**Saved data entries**

┌──

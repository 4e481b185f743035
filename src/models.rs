use chrono::{DateTime, NaiveDate, Utc};
use serde::{Deserialize, Serialize};
use uuid::Uuid;

#[derive(Debug, Clone, Copy, PartialEq, Eq, Serialize, Deserialize)]
#[serde(rename_all = "SCREAMING_SNAKE_CASE")]
pub enum UserRole {
    RoleUser,
    RoleAdmin,
}

// Stored user record
#[derive(Debug, Clone, PartialEq)]
pub struct User {
    pub id: Uuid,
    pub name: String,
    pub surname: String,
    pub email: String,
    pub password: String,
    pub phone_number: String,
    pub date_of_birth: NaiveDate,
    pub user_role: UserRole,
    pub created_at: DateTime<Utc>,
    pub updated_at: Option<DateTime<Utc>>,
}

// POST /api/user body
#[derive(Debug, Clone, Default, Deserialize, Serialize)]
#[serde(rename_all = "camelCase", default)]
pub struct UserCreateRequest {
    pub name: String,
    pub surname: String,
    pub email: String,
    pub password: String,
    pub phone_number: String,
    pub date_of_birth: Option<NaiveDate>,
}

// PUT /api/user/{userId} body
#[derive(Debug, Clone, Default, Deserialize, Serialize)]
#[serde(rename_all = "camelCase", default)]
pub struct UserUpdateRequest {
    pub name: String,
    pub surname: String,
    pub email: String,
    pub password: String,
    pub phone_number: String,
    pub date_of_birth: Option<NaiveDate>,
}

// Validated create/update body
#[derive(Debug, Clone, PartialEq)]
pub struct UserDetails {
    pub name: String,
    pub surname: String,
    pub email: String,
    pub password: String,
    pub phone_number: String,
    pub date_of_birth: NaiveDate,
}

// What clients see of a user, never the password
#[derive(Debug, Clone, PartialEq, Serialize, Deserialize)]
#[serde(rename_all = "camelCase")]
pub struct UserResponse {
    pub id: Uuid,
    pub name: String,
    pub surname: String,
    pub email: String,
    pub phone_number: String,
    pub date_of_birth: NaiveDate,
    pub user_role: UserRole,
}

impl From<&User> for UserResponse {
    fn from(user: &User) -> Self {
        Self {
            id: user.id,
            name: user.name.clone(),
            surname: user.surname.clone(),
            email: user.email.clone(),
            phone_number: user.phone_number.clone(),
            date_of_birth: user.date_of_birth,
            user_role: user.user_role,
        }
    }
}

/// Optional list filters. Empty strings count as "not set".
#[derive(Debug, Clone, Default, Deserialize)]
#[serde(rename_all = "camelCase", default)]
pub struct UserFilter {
    pub name: Option<String>,
    pub surname: Option<String>,
    pub email: Option<String>,
    pub phone_number: Option<String>,
    pub date_of_birth_from: Option<NaiveDate>,
    pub date_of_birth_to: Option<NaiveDate>,
}

fn set(value: &Option<String>) -> Option<&str> {
    value.as_deref().filter(|v| !v.is_empty())
}

impl UserFilter {
    /// Name and surname match case-insensitively by substring, e-mail and phone exactly,
    /// the birth date range is inclusive.
    pub fn matches(&self, user: &User) -> bool {
        let contains = |needle: Option<&str>, hay: &str| {
            needle.is_none_or(|n| hay.to_lowercase().contains(&n.to_lowercase()))
        };

        contains(set(&self.name), &user.name)
            && contains(set(&self.surname), &user.surname)
            && set(&self.email).is_none_or(|e| e == user.email)
            && set(&self.phone_number).is_none_or(|p| p == user.phone_number)
            && self.date_of_birth_from.is_none_or(|from| user.date_of_birth >= from)
            && self.date_of_birth_to.is_none_or(|to| user.date_of_birth <= to)
    }
}

#[derive(Debug, Clone, Deserialize)]
#[serde(default)]
pub struct PageParams {
    pub page: usize,
    pub size: usize,
}

impl Default for PageParams {
    fn default() -> Self {
        Self { page: 0, size: 10 }
    }
}

// One page of store results
#[derive(Debug, Clone, PartialEq)]
pub struct Page<T> {
    pub items: Vec<T>,
    pub page: usize,
    pub size: usize,
    pub total: usize,
}

#[derive(Debug, Clone, PartialEq, Serialize, Deserialize)]
#[serde(rename_all = "camelCase")]
pub struct PageResponse<T> {
    pub content: Vec<T>,
    pub page: usize,
    pub size: usize,
    pub total_elements: usize,
    pub total_pages: usize,
    pub last: bool,
}

impl<T> PageResponse<T> {
    pub fn from_page<U>(page: Page<U>, map: impl FnMut(U) -> T) -> Self {
        let total_pages = page.total.div_ceil(page.size.max(1));
        Self {
            content: page.items.into_iter().map(map).collect(),
            page: page.page,
            size: page.size,
            total_elements: page.total,
            total_pages,
            last: page.page + 1 >= total_pages,
        }
    }
}

/// Field-level input checks; each error reads `"field: message"`.
pub trait Validate {
    type Valid;

    fn validate(self) -> Result<Self::Valid, Vec<String>>;
}

struct UserFields {
    name: String,
    surname: String,
    email: String,
    password: String,
    phone_number: String,
    date_of_birth: Option<NaiveDate>,
}

impl UserFields {
    fn into_details(self) -> Result<UserDetails, Vec<String>> {
        let mut errors = Vec::new();
        let mut push = |field: &str, message: &str| errors.push(format!("{field}: {message}"));

        if self.name.trim().is_empty() {
            push("name", "Name cannot be blank");
        }
        if self.surname.trim().is_empty() {
            push("surname", "Surname cannot be blank");
        }

        if self.email.trim().is_empty() {
            push("email", "Email cannot be blank");
        } else if !is_email(&self.email) {
            push("email", "must be a well-formed email address");
        }

        if self.password.trim().is_empty() {
            push("password", "Password cannot be blank");
        } else if !(8..=64).contains(&self.password.chars().count()) {
            push("password", "Password must be between 8 and 64 characters long");
        }

        if self.phone_number.trim().is_empty() {
            push("phoneNumber", "Phone number cannot be blank");
        } else if !is_phone_number(&self.phone_number) {
            push("phoneNumber", "Phone number format is invalid");
        }

        let Some(date_of_birth) = self.date_of_birth else {
            push("dateOfBirth", "Date of Birth cannot be null");
            return Err(errors);
        };
        if !errors.is_empty() {
            return Err(errors);
        }

        Ok(UserDetails {
            name: self.name,
            surname: self.surname,
            email: self.email,
            password: self.password,
            phone_number: self.phone_number,
            date_of_birth,
        })
    }
}

impl Validate for UserCreateRequest {
    type Valid = UserDetails;

    fn validate(self) -> Result<UserDetails, Vec<String>> {
        UserFields {
            name: self.name,
            surname: self.surname,
            email: self.email,
            password: self.password,
            phone_number: self.phone_number,
            date_of_birth: self.date_of_birth,
        }
        .into_details()
    }
}

impl Validate for UserUpdateRequest {
    type Valid = UserDetails;

    fn validate(self) -> Result<UserDetails, Vec<String>> {
        UserFields {
            name: self.name,
            surname: self.surname,
            email: self.email,
            password: self.password,
            phone_number: self.phone_number,
            date_of_birth: self.date_of_birth,
        }
        .into_details()
    }
}

impl Validate for PageParams {
    type Valid = PageParams;

    fn validate(self) -> Result<PageParams, Vec<String>> {
        if self.size == 0 {
            return Err(vec!["size: Page size must be at least 1".to_string()]);
        }
        Ok(self)
    }
}

// local@domain.tld, no whitespace
fn is_email(email: &str) -> bool {
    let Some((local, domain)) = email.split_once('@') else {
        return false;
    };
    !local.is_empty()
        && !domain.contains('@')
        && domain.contains('.')
        && !domain.starts_with('.')
        && !domain.ends_with('.')
        && !email.chars().any(char::is_whitespace)
}

// \+?[0-9]{7,15}
fn is_phone_number(phone: &str) -> bool {
    let digits = phone.strip_prefix('+').unwrap_or(phone);
    (7..=15).contains(&digits.len()) && digits.bytes().all(|b| b.is_ascii_digit())
}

└──

**Problem to solve**
After going through the entries, say how many lines contain the string "UserDetails". Nothing else belongs in the reply.

**Written response**
7